HOW TO COMPLETE THIS TASK
Determine how many of the lines below hold the word "dying". Give the number and nothing else.

Source records:
┄┄┄┄┄┄┄┄┄┄
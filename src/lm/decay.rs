// Copyright 2025-present Harīṣh Tummalachērla
// SPDX-License-Identifier: Apache-2.0

//! The forgetting curve: probability from (level, elapsed time).
//!
//! A learned word's probability is not stored — it is derived from how well
//! the word is known (its level) and how long ago it was last seen. Elapsed
//! time is quantized into 32 steps across a configurable duration; within a
//! level the probability slides linearly from that level's base down toward
//! the previous level's, so a word "forgets" its way down the same staircase
//! it climbed. Four precomputed tables trade retention strength; the table id
//! is a header attribute.

use crate::lm::probability::HistoricalInfo;

// ============================================================================
// CURVE PARAMETERS
// ============================================================================

/// Highest forgetting-curve level.
pub const MAX_LEVEL: u8 = 15;

/// Occurrence-count field ceiling (10 bits in the encoded entry).
pub const MAX_COUNT: u16 = 0x3FF;

/// Quantization steps across one level-down duration.
pub const ELAPSED_STEP_COUNT: u32 = 32;

/// Default time for one level decay: 120 days.
pub const DEFAULT_DURATION_TO_LEVEL_DOWN_IN_SECONDS: u32 = 120 * 24 * 60 * 60;

/// Default occurrences required to climb one level.
pub const DEFAULT_OCCURRENCES_TO_LEVEL_UP: u32 = 10;

/// Number of selectable probability tables.
pub const PROBABILITY_TABLE_COUNT: u32 = 4;

/// Probability reached at MAX_LEVEL, per table (weak, modest, strong,
/// aggressive).
const TABLE_TOP_PROBABILITIES: [u32; PROBABILITY_TABLE_COUNT as usize] = [96, 108, 120, 127];

// ============================================================================
// FORGETTING CURVE
// ============================================================================

pub struct ForgettingCurve {
    /// `table[level][step]` probabilities, built once at construction.
    table: Vec<Vec<u8>>,
    duration_to_level_down: u32,
    occurrences_to_level_up: u32,
}

impl ForgettingCurve {
    /// Build the curve for one table id. Unknown ids clamp to the strongest
    /// table rather than failing — the id comes from a header attribute.
    pub fn new(table_id: u32, duration_to_level_down: u32, occurrences_to_level_up: u32) -> Self {
        let table_id = table_id.min(PROBABILITY_TABLE_COUNT - 1) as usize;
        let top = TABLE_TOP_PROBABILITIES[table_id];
        // base(level) rises linearly to the table's top probability.
        let base =
            |level: u32| -> u32 { top * (level + 1) / (u32::from(MAX_LEVEL) + 1) };
        let mut table = Vec::with_capacity(usize::from(MAX_LEVEL) + 1);
        for level in 0..=u32::from(MAX_LEVEL) {
            let start = base(level);
            let floor = if level == 0 { 0 } else { base(level - 1) };
            let mut row = Vec::with_capacity(ELAPSED_STEP_COUNT as usize);
            for step in 0..ELAPSED_STEP_COUNT {
                // Closed-form interpolation from this level's base down to
                // the previous level's across the step range.
                row.push((start - (start - floor) * step / ELAPSED_STEP_COUNT) as u8);
            }
            table.push(row);
        }
        Self {
            table,
            duration_to_level_down: duration_to_level_down.max(ELAPSED_STEP_COUNT),
            occurrences_to_level_up: occurrences_to_level_up.max(1),
        }
    }

    pub fn duration_to_level_down(&self) -> u32 {
        self.duration_to_level_down
    }

    /// Probability for a (level, elapsed-steps) pair. Non-increasing in
    /// steps, non-decreasing in level.
    pub fn decode_probability(&self, level: u8, elapsed_steps: u32) -> u8 {
        let level = usize::from(level.min(MAX_LEVEL));
        let step = elapsed_steps.min(ELAPSED_STEP_COUNT - 1) as usize;
        self.table[level][step]
    }

    /// Quantized steps elapsed since `timestamp`.
    pub fn elapsed_steps(&self, timestamp: u32, now: u32) -> u32 {
        let elapsed = u64::from(now.saturating_sub(timestamp));
        (elapsed * u64::from(ELAPSED_STEP_COUNT) / u64::from(self.duration_to_level_down))
            .min(u64::from(u32::MAX)) as u32
    }

    /// Current probability of an entry's historical state.
    pub fn probability_of(&self, info: &HistoricalInfo, now: u32) -> u8 {
        self.decode_probability(info.level, self.elapsed_steps(info.timestamp, now))
    }

    /// Whether the entry still deserves its slot: a level-0 entry that has
    /// sat through a full duration has decayed out.
    pub fn is_alive(&self, info: &HistoricalInfo, now: u32) -> bool {
        info.level > 0
            || u64::from(now.saturating_sub(info.timestamp)) < u64::from(self.duration_to_level_down)
    }

    /// Update state for one observed occurrence: bump the count, reset it and
    /// climb a level when the threshold is crossed, and refresh the
    /// timestamp.
    pub fn on_occurrence(&self, info: Option<&HistoricalInfo>, now: u32) -> HistoricalInfo {
        match info {
            None => HistoricalInfo::new(now, 0, 1),
            Some(info) => {
                let count = u32::from(info.count) + 1;
                if count >= self.occurrences_to_level_up && info.level < MAX_LEVEL {
                    HistoricalInfo::new(now, info.level + 1, 0)
                } else {
                    HistoricalInfo::new(now, info.level, count.min(u32::from(MAX_COUNT)) as u16)
                }
            }
        }
    }

    /// Apply elapsed-time decay during a decay pass. `None` means the entry
    /// has decayed out and should be dropped.
    pub fn decay(&self, info: &HistoricalInfo, now: u32) -> Option<HistoricalInfo> {
        let elapsed = now.saturating_sub(info.timestamp);
        let level_down = elapsed / self.duration_to_level_down;
        if level_down == 0 {
            return Some(*info);
        }
        if info.level == 0 {
            return None;
        }
        let new_level = info.level.saturating_sub(level_down.min(255) as u8);
        // Advance the timestamp by whole durations so fractional progress
        // toward the next step is preserved.
        let consumed = level_down.saturating_mul(self.duration_to_level_down);
        Some(HistoricalInfo::new(
            info.timestamp.saturating_add(consumed),
            new_level,
            0,
        ))
    }

    /// Ascending eviction order for truncation: the least-known, least-used,
    /// least-recent entries go first.
    pub fn priority(info: &HistoricalInfo) -> (u8, u16, u32) {
        (info.level, info.count, info.timestamp)
    }
}

#[cfg(test)]
mod tests {
    use super::*;

    fn curve(table_id: u32) -> ForgettingCurve {
        ForgettingCurve::new(
            table_id,
            DEFAULT_DURATION_TO_LEVEL_DOWN_IN_SECONDS,
            DEFAULT_OCCURRENCES_TO_LEVEL_UP,
        )
    }

    #[test]
    fn probability_is_monotone_in_elapsed_steps() {
        for table_id in 0..PROBABILITY_TABLE_COUNT {
            let curve = curve(table_id);
            for level in 0..=MAX_LEVEL {
                let mut previous = u8::MAX;
                for step in 0..ELAPSED_STEP_COUNT {
                    let p = curve.decode_probability(level, step);
                    assert!(p <= previous, "table {} level {} step {}", table_id, level, step);
                    previous = p;
                }
            }
        }
    }

    #[test]
    fn probability_is_monotone_in_level() {
        for table_id in 0..PROBABILITY_TABLE_COUNT {
            let curve = curve(table_id);
            for step in 0..ELAPSED_STEP_COUNT {
                let mut previous = 0u8;
                for level in 0..=MAX_LEVEL {
                    let p = curve.decode_probability(level, step);
                    assert!(p >= previous, "table {} level {} step {}", table_id, level, step);
                    previous = p;
                }
            }
        }
    }

    #[test]
    fn stronger_tables_dominate_weaker_ones() {
        for level in 0..=MAX_LEVEL {
            for step in 0..ELAPSED_STEP_COUNT {
                let mut previous = 0u8;
                for table_id in 0..PROBABILITY_TABLE_COUNT {
                    let p = curve(table_id).decode_probability(level, step);
                    assert!(p >= previous);
                    previous = p;
                }
            }
        }
    }

    #[test]
    fn occurrences_climb_levels_at_the_threshold() {
        let curve = curve(2);
        let mut info = curve.on_occurrence(None, 1000);
        assert_eq!((info.level, info.count), (0, 1));
        for i in 0..DEFAULT_OCCURRENCES_TO_LEVEL_UP - 1 {
            info = curve.on_occurrence(Some(&info), 1000 + i);
        }
        assert_eq!(info.level, 1);
        assert_eq!(info.count, 0);
    }

    #[test]
    fn decay_steps_levels_down_and_drops_dead_entries() {
        let curve = curve(1);
        let duration = curve.duration_to_level_down();
        let info = HistoricalInfo::new(0, 3, 5);

        // Within one duration: untouched.
        assert_eq!(curve.decay(&info, duration - 1), Some(info));

        // Two full durations: down two levels, count reset.
        let decayed = curve.decay(&info, 2 * duration).unwrap();
        assert_eq!(decayed.level, 1);
        assert_eq!(decayed.count, 0);

        // A level-0 entry past its duration decays out entirely.
        let dying = HistoricalInfo::new(0, 0, 2);
        assert_eq!(curve.decay(&dying, duration), None);
        assert!(!curve.is_alive(&dying, duration));
        assert!(curve.is_alive(&dying, duration - 1));
    }

    #[test]
    fn priority_orders_by_level_then_count_then_recency() {
        let a = HistoricalInfo::new(500, 1, 3);
        let b = HistoricalInfo::new(900, 1, 3);
        let c = HistoricalInfo::new(100, 2, 0);
        let mut entries = [c, b, a];
        entries.sort_by_key(ForgettingCurve::priority);
        assert_eq!(entries, [a, b, c]);
    }
}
┄┄┄┄┄┄┄┄┄┄
EXERCISE ANSWER
4